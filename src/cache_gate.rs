//! Throttle for remote checks.
//!
//! Entries are loaded once from the [`FreshnessLedger`] and kept in memory, so
//! [`CacheGate::should_check_remote`] is a pure time comparison. Writes go
//! through to the ledger. Nothing here is consulted for dedup decisions.

use std::collections::HashMap;
use std::sync::{Arc, Mutex, PoisonError};
use std::time::Duration;

use log::debug;

use crate::clock::Clock;
use crate::error::SyncResult;
use crate::local_db_model::FreshnessEntry;
use crate::storage::FreshnessLedger;

pub struct CacheGate<L: FreshnessLedger> {
    ledger: Arc<L>,
    clock: Arc<dyn Clock>,
    entries: Mutex<HashMap<String, FreshnessEntry>>,
}

impl<L: FreshnessLedger> CacheGate<L> {
    pub fn new(ledger: Arc<L>, clock: Arc<dyn Clock>) -> SyncResult<Self> {
        let entries = ledger
            .load_freshness_entries()?
            .into_iter()
            .map(|entry| (entry.key.clone(), entry))
            .collect();
        Ok(Self {
            ledger,
            clock,
            entries: Mutex::new(entries),
        })
    }

    /// `false` only when `key` was checked less than `min_interval` ago.
    pub fn should_check_remote(&self, key: &str, min_interval: Duration) -> bool {
        let entries = self.entries.lock().unwrap_or_else(PoisonError::into_inner);
        let Some(entry) = entries.get(key) else {
            return true;
        };
        let elapsed = self.clock.now().signed_duration_since(entry.last_checked_at);
        match elapsed.to_std() {
            Ok(elapsed) => elapsed >= min_interval,
            // The clock went backwards; do not let that suppress checks.
            Err(_) => true,
        }
    }

    /// Stamps `key` with the current time and the observed remote token.
    pub fn record_check(&self, key: &str, remote_token: Option<&str>) -> SyncResult<()> {
        let entry = FreshnessEntry {
            key: key.to_string(),
            last_checked_at: self.clock.now(),
            last_token: remote_token.map(str::to_string),
        };
        self.ledger.save_freshness_entry(&entry)?;
        debug!("Recorded freshness for {key}: {:?}", entry.last_token);
        self.entries
            .lock()
            .unwrap_or_else(PoisonError::into_inner)
            .insert(key.to_string(), entry);
        Ok(())
    }

    pub fn entry(&self, key: &str) -> Option<FreshnessEntry> {
        self.entries
            .lock()
            .unwrap_or_else(PoisonError::into_inner)
            .get(key)
            .cloned()
    }

    pub fn token(&self, key: &str) -> Option<String> {
        self.entry(key).and_then(|entry| entry.last_token)
    }
}
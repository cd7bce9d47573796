//! Composition root: the single place where process-wide state is wired.

use std::sync::Arc;
use std::time::Duration;

use log::{info, warn};

use crate::cache_gate::CacheGate;
use crate::clock::{Clock, SystemClock};
use crate::config::SyncConfig;
use crate::error::{SyncError, SyncResult};
use crate::local_db_state::LocalStore;
use crate::orchestrator::{SyncOrchestrator, SyncOutcome};
use crate::transport::HttpTransport;

pub struct SyncRuntime {
    config: SyncConfig,
    orchestrator: SyncOrchestrator<HttpTransport, LocalStore>,
}

impl SyncRuntime {
    pub fn start(config: SyncConfig) -> SyncResult<Self> {
        Self::start_with_clock(config, Arc::new(SystemClock))
    }

    pub fn start_with_clock(config: SyncConfig, clock: Arc<dyn Clock>) -> SyncResult<Self> {
        let store = Arc::new(LocalStore::open(&config.db_path, config.map_size)?);
        if !store.init() {
            return Err(SyncError::Storage(format!("Store at {} is not usable", store.path())));
        }
        let transport = Arc::new(HttpTransport::new(&config.remote_url, config.request_timeout)?);
        let gate = CacheGate::new(Arc::clone(&store), clock)?;

        info!("Sync runtime started for {}", config.remote_url);
        Ok(Self {
            config,
            orchestrator: SyncOrchestrator::new(transport, store, gate),
        })
    }

    /// Read path for the rest of the application.
    pub fn store(&self) -> &LocalStore {
        self.orchestrator.store().as_ref()
    }

    pub fn config(&self) -> &SyncConfig {
        &self.config
    }

    /// Syncs using the configured throttle interval.
    pub fn sync(&self) -> SyncResult<SyncOutcome> {
        self.orchestrator.sync_if_needed(self.config.min_check_interval)
    }

    pub fn sync_if_needed(&self, min_interval: Duration) -> SyncResult<SyncOutcome> {
        self.orchestrator.sync_if_needed(min_interval)
    }

    pub fn cleanup_orphaned_batches(&self, valid_ids: &[String]) -> SyncResult<usize> {
        self.orchestrator.cleanup_orphaned_batches(valid_ids)
    }

    pub fn shutdown(self) -> SyncResult<()> {
        let result = self.store().close();
        if let Err(e) = &result {
            warn!("Store did not close cleanly: {e}");
        }
        result
    }
}
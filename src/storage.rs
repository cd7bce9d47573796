//! Storage capability traits.
//!
//! The core batch/problem surface, the diagnostics surface and the freshness
//! ledger are separate traits so each can be implemented (or faked)
//! independently. [`LocalStore`](crate::local_db_state::LocalStore) implements
//! all three.

use crate::error::SyncResult;
use crate::local_db_model::{
    AccuracyStatistics, BatchStatistics, FreshnessEntry, ImportResult, Problem, ProblemBatch,
    ProblemUpdate, RemoteBatchDescriptor, RemoteProblem,
};
use crate::resolver::LocalBatchView;

/// Mandatory storage surface for batches and problems.
pub trait ProblemStore: Send + Sync {
    fn get_latest_batch(&self) -> SyncResult<Option<ProblemBatch>>;
    fn get_all_batches(&self) -> SyncResult<Vec<ProblemBatch>>;
    fn get_batch_by_id(&self, id: &str) -> SyncResult<Option<ProblemBatch>>;

    /// Resolves and commits one import as a single atomic unit.
    fn import_problem_batch(
        &self,
        descriptor: &RemoteBatchDescriptor,
        problems: &[RemoteProblem],
    ) -> SyncResult<ImportResult>;

    fn delete_problem_batch(&self, id: &str) -> SyncResult<()>;
    fn delete_problem_batches(&self, ids: &[String]) -> SyncResult<usize>;
    /// Removes every batch whose id is not in `valid_ids`, with its problems.
    fn cleanup_orphaned_batches(&self, valid_ids: &[String]) -> SyncResult<usize>;

    /// A batch and its problem ids, read from one snapshot.
    fn get_batch_view(&self, id: &str) -> SyncResult<Option<LocalBatchView>>;

    fn get_problems_by_batch(&self, batch_id: &str) -> SyncResult<Vec<Problem>>;
    fn get_unsolved_problems(&self, batch_id: &str, limit: Option<usize>) -> SyncResult<Vec<Problem>>;
    fn get_problem_by_id(&self, id: &str) -> SyncResult<Option<Problem>>;
    fn update_problem(&self, id: &str, update: &ProblemUpdate) -> SyncResult<()>;
    fn get_next_problem(&self) -> SyncResult<Option<Problem>>;
    fn submit_answer(&self, problem_id: &str, user_answer: &str, is_correct: bool) -> SyncResult<()>;
}

/// Optional diagnostics capability.
pub trait StatisticsStore {
    fn get_batch_statistics(&self) -> SyncResult<BatchStatistics>;
    fn get_accuracy_statistics(&self) -> SyncResult<AccuracyStatistics>;
}

/// Persistence for the advisory freshness ledger.
pub trait FreshnessLedger: Send + Sync {
    fn load_freshness_entries(&self) -> SyncResult<Vec<FreshnessEntry>>;
    fn save_freshness_entry(&self, entry: &FreshnessEntry) -> SyncResult<()>;
}
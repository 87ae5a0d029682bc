//! Parser core: token cursor, nesting guard and the command pipeline
//!
//! Every grammar decision is made from a bounded number of lookahead
//! tokens; the parser never backtracks. The set of token kinds tested at
//! the current position is accumulated so that errors can list every
//! alternative that would have been accepted there.

use std::collections::{BTreeSet, VecDeque};

use esql_ast::{Command, CommandKind, Query, Span};
use esql_lexer::{Lexer, Token, TokenKind};
use tracing::{debug, warn};

use crate::error::{describe_found, ParseError};
use crate::ParseOptions;

const SOURCE_COMMANDS: [TokenKind; 4] = [
    TokenKind::Explain,
    TokenKind::From,
    TokenKind::Row,
    TokenKind::Show,
];

const PROCESSING_COMMANDS: [TokenKind; 14] = [
    TokenKind::Dissect,
    TokenKind::Drop,
    TokenKind::Enrich,
    TokenKind::Eval,
    TokenKind::Grok,
    TokenKind::InlineStats,
    TokenKind::Keep,
    TokenKind::Limit,
    TokenKind::MvExpand,
    TokenKind::Project,
    TokenKind::Rename,
    TokenKind::Sort,
    TokenKind::Stats,
    TokenKind::Where,
];

pub struct Parser<'a> {
    source: &'a str,
    lexer: Lexer<'a>,
    lookahead: VecDeque<Token<'a>>,
    /// End offset of the last consumed token
    prev_end: usize,
    /// Kinds tested since the last consumed token
    expected: BTreeSet<TokenKind>,
    depth: usize,
    subqueries: usize,
    options: ParseOptions,
    /// Errors recovered from in tolerant mode
    errors: Vec<ParseError>,
}

impl<'a> Parser<'a> {
    pub fn new(source: &'a str, options: ParseOptions) -> Self {
        Self {
            source,
            lexer: Lexer::new(source),
            lookahead: VecDeque::new(),
            prev_end: 0,
            expected: BTreeSet::new(),
            depth: 0,
            subqueries: 0,
            options,
            errors: Vec::new(),
        }
    }

    /// Errors skipped over by tolerant parsing, in source order
    pub fn take_errors(&mut self) -> Vec<ParseError> {
        std::mem::take(&mut self.errors)
    }

    // === Token cursor ===

    fn fill(&mut self, n: usize) {
        while self.lookahead.len() <= n {
            let token = self.lexer.next().unwrap_or(Token {
                kind: TokenKind::Eof,
                lexeme: "",
                span: Span::point(self.source.len()),
                mode: self.lexer.mode(),
            });
            self.lookahead.push_back(token);
        }
    }

    pub(crate) fn current(&mut self) -> Token<'a> {
        self.fill(0);
        self.lookahead[0]
    }

    pub(crate) fn peek(&mut self) -> TokenKind {
        self.current().kind
    }

    /// Kind of the token `n` positions ahead; does not count as a test
    pub(crate) fn peek_nth(&mut self, n: usize) -> TokenKind {
        self.fill(n);
        self.lookahead[n].kind
    }

    /// Start offset of the current token
    pub(crate) fn start(&mut self) -> usize {
        self.current().span.start
    }

    /// Span from `start` to the end of the last consumed token
    pub(crate) fn span_from(&self, start: usize) -> Span {
        Span::new(start, self.prev_end.max(start))
    }

    pub(crate) fn advance(&mut self) -> Token<'a> {
        let token = self.current();
        if token.kind != TokenKind::Eof {
            self.lookahead.pop_front();
            self.prev_end = token.span.end;
            self.expected.clear();
        }
        token
    }

    /// Test the current token, remembering `kind` as an alternative
    pub(crate) fn at(&mut self, kind: TokenKind) -> bool {
        if self.peek() == kind {
            true
        } else {
            self.expected.insert(kind);
            false
        }
    }

    pub(crate) fn at_any(&mut self, kinds: &[TokenKind]) -> bool {
        kinds.iter().any(|kind| self.at(*kind))
    }

    pub(crate) fn eat(&mut self, kind: TokenKind) -> bool {
        if self.at(kind) {
            self.advance();
            true
        } else {
            false
        }
    }

    pub(crate) fn expect(&mut self, kind: TokenKind) -> Result<Token<'a>, ParseError> {
        if self.at(kind) {
            Ok(self.advance())
        } else {
            Err(self.unexpected())
        }
    }

    pub(crate) fn expect_any(&mut self, kinds: &[TokenKind]) -> Result<Token<'a>, ParseError> {
        if self.at_any(kinds) {
            Ok(self.advance())
        } else {
            Err(self.unexpected())
        }
    }

    /// Error at the current token listing every kind tested here
    pub(crate) fn unexpected(&mut self) -> ParseError {
        let token = self.current();
        ParseError::unexpected(&token, &self.expected)
    }

    /// Error at the current token after testing `kinds` without consuming
    pub(crate) fn unexpected_among(&mut self, kinds: &[TokenKind]) -> ParseError {
        self.expected.extend(kinds.iter().copied());
        self.unexpected()
    }

    /// Run `f` one nesting level deeper, failing once the configured limit is hit
    pub(crate) fn nested<T>(
        &mut self,
        f: impl FnOnce(&mut Self) -> Result<T, ParseError>,
    ) -> Result<T, ParseError> {
        if self.depth >= self.options.max_depth {
            let token = self.current();
            return Err(ParseError::RecursionLimit {
                limit: self.options.max_depth,
                found: describe_found(&token),
                span: token.span,
            });
        }
        self.depth += 1;
        let result = f(self);
        self.depth -= 1;
        result
    }

    /// `item (',' item)*`
    pub(crate) fn comma_separated<T>(
        &mut self,
        mut item: impl FnMut(&mut Self) -> Result<T, ParseError>,
    ) -> Result<Vec<T>, ParseError> {
        let mut items = vec![item(self)?];
        while self.eat(TokenKind::Comma) {
            items.push(item(self)?);
        }
        Ok(items)
    }

    // === Pipeline ===

    /// singleStatement: query EOF
    pub fn parse_single_statement(&mut self) -> Result<Query, ParseError> {
        debug!(
            len = self.source.len(),
            tolerant = self.options.tolerant,
            "parsing query"
        );
        let query = self.parse_query()?;
        self.expect(TokenKind::Eof)?;
        debug!(commands = query.len(), "parsed query");
        Ok(query)
    }

    /// query: sourceCommand ('|' processingCommand)*
    pub(crate) fn parse_query(&mut self) -> Result<Query, ParseError> {
        let start = self.start();
        let source = self.command(Self::parse_source_command)?;
        let mut commands = Vec::new();
        while self.eat(TokenKind::Pipe) {
            commands.push(self.command(Self::parse_processing_command)?);
        }
        Ok(Query {
            source,
            commands,
            span: self.span_from(start),
        })
    }

    /// `EXPLAIN [ query ]` body: a nested pipeline closed by `]`
    pub(crate) fn parse_subquery(&mut self) -> Result<Query, ParseError> {
        self.nested(|p| {
            p.subqueries += 1;
            let query = p.parse_query();
            p.subqueries -= 1;
            query
        })
    }

    fn command(
        &mut self,
        parse: fn(&mut Self) -> Result<CommandKind, ParseError>,
    ) -> Result<Command, ParseError> {
        let start = self.start();
        let result = parse(self).and_then(|kind| self.expect_command_end().map(|()| kind));
        match result {
            Ok(kind) => {
                debug!(command = kind.name(), start, end = self.prev_end, "parsed command");
                Ok(Command {
                    kind,
                    span: self.span_from(start),
                })
            }
            Err(err) if !self.options.tolerant || err.is_fatal() => Err(err),
            Err(err) => {
                warn!(%err, "skipping malformed command");
                self.errors.push(err);
                self.synchronize();
                let span = self.span_from(start);
                Ok(Command {
                    kind: CommandKind::Invalid {
                        text: self.source[span.start..span.end].to_string(),
                    },
                    span,
                })
            }
        }
    }

    /// A command ends at `|`, at end of input, or at the `]` closing a sub-query
    fn expect_command_end(&mut self) -> Result<(), ParseError> {
        if self.at_command_end() {
            Ok(())
        } else {
            Err(self.unexpected())
        }
    }

    pub(crate) fn at_command_end(&mut self) -> bool {
        let closing = if self.subqueries > 0 {
            TokenKind::ClosingBracket
        } else {
            TokenKind::Eof
        };
        self.at(TokenKind::Pipe) || self.at(closing)
    }

    /// Skip to the next command boundary after an error
    fn synchronize(&mut self) {
        self.expected.clear();
        let mut brackets = 0usize;
        loop {
            match self.peek() {
                TokenKind::Eof => return,
                TokenKind::Pipe if brackets == 0 => return,
                TokenKind::OpeningBracket => brackets += 1,
                TokenKind::ClosingBracket if brackets > 0 => brackets -= 1,
                TokenKind::ClosingBracket if self.subqueries > 0 => return,
                _ => {}
            }
            self.advance();
        }
    }

    fn parse_source_command(&mut self) -> Result<CommandKind, ParseError> {
        match self.peek() {
            TokenKind::Explain => self.parse_explain(),
            TokenKind::From => self.parse_from(),
            TokenKind::Row => self.parse_row(),
            TokenKind::Show => self.parse_show(),
            _ => Err(self.unexpected_among(&SOURCE_COMMANDS)),
        }
    }

    fn parse_processing_command(&mut self) -> Result<CommandKind, ParseError> {
        match self.peek() {
            TokenKind::Dissect => self.parse_dissect(),
            TokenKind::Drop => self.parse_drop(),
            TokenKind::Enrich => self.parse_enrich(),
            TokenKind::Eval => self.parse_eval(),
            TokenKind::Grok => self.parse_grok(),
            TokenKind::InlineStats => self.parse_inline_stats(),
            TokenKind::Keep | TokenKind::Project => self.parse_keep(),
            TokenKind::Limit => self.parse_limit(),
            TokenKind::MvExpand => self.parse_mv_expand(),
            TokenKind::Rename => self.parse_rename(),
            TokenKind::Sort => self.parse_sort(),
            TokenKind::Stats => self.parse_stats(),
            TokenKind::Where => self.parse_where(),
            _ => Err(self.unexpected_among(&PROCESSING_COMMANDS)),
        }
    }
}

================================

In the entries above, how many lines contain the string "capability"? Say only the number.

» Answer to this problem: 2